His side of the bed is cold; he has been gone for a while. Perhaps he had never joined her at all. She stares down at her hands again as she makes her way unsteadily to the door, her haunted eyes catching on the band of soft gold that binds her to the man she loves. This ring is worth more than she has ever possessed before, and she wonders, as she is prone to do each night, why he had chosen her, the scullery maid, with her rough hands and plain face, over the Ladies, and noble men’s daughters begging for his hand. He was someone who she had no right to touch, yet now touches him every night. And now carries his son, she is oh so certain it is a boy, the greatest privilege she could ever hope to be afforded.
Suddenly, her feet come out from beneath her as she crosses the landing. Her hands rush out to catch the balustrade, splatters of something cold and stale raining down on the stairs as her feet fly into the air. She clutches the banister harder, her heart hammering so loud, the house thunders with it. Once she has her breathing under her control once more, she continues on her way slowly down the stairs, staring accusingly into the eyes of the maidservant peeking at her through the railings. They want her to lose this child. Don’t they? They think she has forsaken them, that she deserves her husband no more than what any servant should deserve the man of the house. Well, she’d have to discuss this with him when he returns to her once more.
When she enters the dining room, she finds it cold and empty, save for the portrait of her late father-in-law, hanging over the sterile fireplace. His eyes are as bitter and lifeless in paint as they had been in life, the stern, hard lines of his face caught just so, she feels faced with his disapproving ghost and not the painting of a man long since dead in his grave.

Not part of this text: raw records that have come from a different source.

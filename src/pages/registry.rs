use leptos::prelude::*;

use crate::components::{Menu, RegistryGrid, TopNav};
use crate::context::Page;

#[component]
pub fn RegistryPage() -> impl IntoView {
    view! {
        <div class="page registry-page">
            <TopNav current=Page::Registry />
            <header class="page-header">
                <h1>"Registry"</h1>
                <p class="page-subtitle">
                    "Your presence at our wedding is the greatest gift of all. But if you'd like to get us something else, here are some ideas we'd love!"
                </p>
            </header>

            <RegistryGrid />

            <Menu current=Page::Registry />
        </div>
    }
}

She runs her tremulous hands across the table cloth, feeling secure with the sensation of woven fabric beneath her fingertips. Her father had been a weaver, she remembers. Perhaps that was where the comfort formed.
The hot blade of a knife pierces her skin. She jerks back, gasping in surprise. Her blood smears the table cloth, brilliant, enticing red against the stark whiteness of it. Slowly, she picks the knife up, watching her blood glimmer as she turns it in the dull pre-dawn light. She catches sight of her face, and is equally entranced by the streaks of red on her cheeks. She laughs, before abandoning the instrument back to its place on the table.
When will her husband return?
Her feet carry her to the kitchens, where the blood on the carving board tells her there will be meat for dinner this evening. Pork, maybe; it smells like pig. The kitchens are as empty as the dining room, and, with a gentle sigh, she makes her way back through the room, prudently avoiding the crimson stain spreading out further across the floor.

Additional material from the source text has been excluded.